- **Data extracted from a collection**
[Start of section]

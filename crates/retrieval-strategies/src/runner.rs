use std::sync::Arc;
use std::time::Duration;

use probe_transport::ProbeHttpClient;
use probe_types::{Deal, StorageProvider};
use tokio_util::sync::CancellationToken;
use tracing::debug;

use crate::strategy::RetrievalStrategy;

/// One strategy's final outcome after its retry loop, per §4.4: "Record one
/// Retrieval row per strategy, with status = SUCCESS iff the attempt
/// succeeded and validation passed (or no validation was configured)."
#[derive(Debug, Clone)]
pub struct StrategyRunOutcome {
    pub service_type: &'static str,
    pub retrieval_endpoint: String,
    pub success: bool,
    pub aborted: bool,
    pub latency_ms: Option<i64>,
    pub ttfb_ms: Option<i64>,
    pub throughput_bps: Option<f64>,
    pub bytes_retrieved: Option<i64>,
    pub response_code: Option<i32>,
    pub error_message: Option<String>,
    pub retry_count: i32,
    pub validation_method: Option<String>,
    pub validation_details: Option<serde_json::Value>,
}

struct Attempt {
    success: bool,
    latency_ms: i64,
    ttfb_ms: Option<i64>,
    throughput_bps: Option<f64>,
    bytes_retrieved: Option<i64>,
    response_code: Option<i32>,
    error_message: Option<String>,
    validation_method: Option<String>,
    validation_details: Option<serde_json::Value>,
}

/// Run one strategy's retry loop against `sp`/`deal` and return the chosen
/// attempt, per §4.4. Between attempts the token is checked; on cancel the
/// loop exits immediately with `aborted = true` (mapped to the distinguished
/// `ABORTED` error / `failure.timedout` label by the caller).
pub async fn run_strategy(
    strategy: &Arc<dyn RetrievalStrategy>,
    client: &ProbeHttpClient,
    sp: &StorageProvider,
    deal: &Deal,
    token: &CancellationToken,
) -> StrategyRunOutcome {
    let config = strategy.retry_config();
    let request = match strategy.construct_url(sp, deal) {
        Ok(r) => r,
        Err(e) => {
            return StrategyRunOutcome {
                service_type: strategy.name(),
                retrieval_endpoint: String::new(),
                success: false,
                aborted: false,
                latency_ms: None,
                ttfb_ms: None,
                throughput_bps: None,
                bytes_retrieved: None,
                response_code: None,
                error_message: Some(e.to_string()),
                retry_count: 0,
                validation_method: None,
                validation_details: None,
            }
        }
    };

    let mut attempts: Vec<Attempt> = Vec::new();
    let mut aborted = false;

    for attempt_index in 0..config.attempts.max(1) {
        if token.is_cancelled() {
            aborted = true;
            break;
        }
        if attempt_index > 0 && config.delay_ms > 0 {
            tokio::select! {
                biased;
                _ = token.cancelled() => { aborted = true; break; }
                _ = tokio::time::sleep(Duration::from_millis(config.delay_ms)) => {}
            }
        }
        if aborted {
            break;
        }

        let attempt = run_one_attempt(strategy, client, sp, deal, &request, token).await;
        let attempt_succeeded = attempt.success;
        attempts.push(attempt);
        if attempt_succeeded {
            debug!(strategy = strategy.name(), attempt_index, "attempt succeeded");
        }
    }

    // §4.4: "Pick the best successful attempt (lowest latency)".
    let best_index = attempts
        .iter()
        .enumerate()
        .filter(|(_, a)| a.success)
        .min_by_key(|(_, a)| a.latency_ms)
        .map(|(i, _)| i);

    let chosen_index = best_index.unwrap_or_else(|| attempts.len().saturating_sub(1));
    let retry_count = chosen_index as i32;

    match attempts.into_iter().nth(chosen_index) {
        Some(chosen) => StrategyRunOutcome {
            service_type: strategy.name(),
            retrieval_endpoint: request.url,
            success: chosen.success,
            aborted,
            latency_ms: Some(chosen.latency_ms),
            ttfb_ms: chosen.ttfb_ms,
            throughput_bps: chosen.throughput_bps,
            bytes_retrieved: chosen.bytes_retrieved,
            response_code: chosen.response_code,
            error_message: chosen.error_message,
            retry_count,
            validation_method: chosen.validation_method,
            validation_details: chosen.validation_details,
        },
        None => StrategyRunOutcome {
            service_type: strategy.name(),
            retrieval_endpoint: request.url,
            success: false,
            aborted,
            latency_ms: None,
            ttfb_ms: None,
            throughput_bps: None,
            bytes_retrieved: None,
            response_code: None,
            error_message: Some(if aborted {
                "probe aborted before completion".to_string()
            } else {
                "no attempts executed".to_string()
            }),
            retry_count: 0,
            validation_method: None,
            validation_details: None,
        },
    }
}

async fn run_one_attempt(
    strategy: &Arc<dyn RetrievalStrategy>,
    client: &ProbeHttpClient,
    sp: &StorageProvider,
    deal: &Deal,
    request: &probe_transport::FetchRequest,
    token: &CancellationToken,
) -> Attempt {
    let fetched = match client.fetch(request, token).await {
        Ok(outcome) => outcome,
        Err(e) => {
            let (response_code, error_message) = match &e {
                probe_transport::TransportError::BadStatus { status, preview, .. } => {
                    (Some(*status as i32), Some(format!("{status}: {preview}")))
                }
                other => (None, Some(other.to_string())),
            };
            return Attempt {
                success: false,
                latency_ms: 0,
                ttfb_ms: None,
                throughput_bps: None,
                bytes_retrieved: None,
                response_code,
                error_message,
                validation_method: None,
                validation_details: None,
            };
        }
    };

    let preprocessed = strategy.preprocess(fetched);
    let validation = strategy.validate(sp, deal, &preprocessed, token).await;

    let (success, validation_method, validation_details, error_message) = match &validation {
        Some(v) if v.is_valid => (true, Some(v.method.to_string()), Some(v.details.clone()), None),
        Some(v) => (
            false,
            Some(v.method.to_string()),
            Some(v.details.clone()),
            Some(format!("validation failed: {}", v.method)),
        ),
        None => (true, None, None, None),
    };

    Attempt {
        success,
        latency_ms: preprocessed.latency_ms as i64,
        ttfb_ms: Some(preprocessed.ttfb_ms as i64),
        throughput_bps: Some(preprocessed.throughput_bps),
        bytes_retrieved: Some(preprocessed.body.len() as i64),
        response_code: Some(preprocessed.status as i32),
        error_message,
        validation_method,
        validation_details,
    }
}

[End of section]

- **PROBLEM DETAILS**
Using the data above, repeat exactly the lines that begin at the line with "let chosen_index = best_index.unwrap_or_else(||" and end at the line with "let fetched = match", both ends included.

- **EXERCISE RESULT**
    let chosen_index = best_index.unwrap_or_else(|| attempts.len().saturating_sub(1));
    let retry_count = chosen_index as i32;

    match attempts.into_iter().nth(chosen_index) {
        Some(chosen) => StrategyRunOutcome {
            service_type: strategy.name(),
            retrieval_endpoint: request.url,
            success: chosen.success,
            aborted,
            latency_ms: Some(chosen.latency_ms),
            ttfb_ms: chosen.ttfb_ms,
            throughput_bps: chosen.throughput_bps,
            bytes_retrieved: chosen.bytes_retrieved,
            response_code: chosen.response_code,
            error_message: chosen.error_message,
            retry_count,
            validation_method: chosen.validation_method,
            validation_details: chosen.validation_details,
        },
        None => StrategyRunOutcome {
            service_type: strategy.name(),
            retrieval_endpoint: request.url,
            success: false,
            aborted,
            latency_ms: None,
            ttfb_ms: None,
            throughput_bps: None,
            bytes_retrieved: None,
            response_code: None,
            error_message: Some(if aborted {
                "probe aborted before completion".to_string()
            } else {
                "no attempts executed".to_string()
            }),
            retry_count: 0,
            validation_method: None,
            validation_details: None,
        },
    }
}

async fn run_one_attempt(
    strategy: &Arc<dyn RetrievalStrategy>,
    client: &ProbeHttpClient,
    sp: &StorageProvider,
    deal: &Deal,
    request: &probe_transport::FetchRequest,
    token: &CancellationToken,
) -> Attempt {
    let fetched = match client.fetch(request, token).await {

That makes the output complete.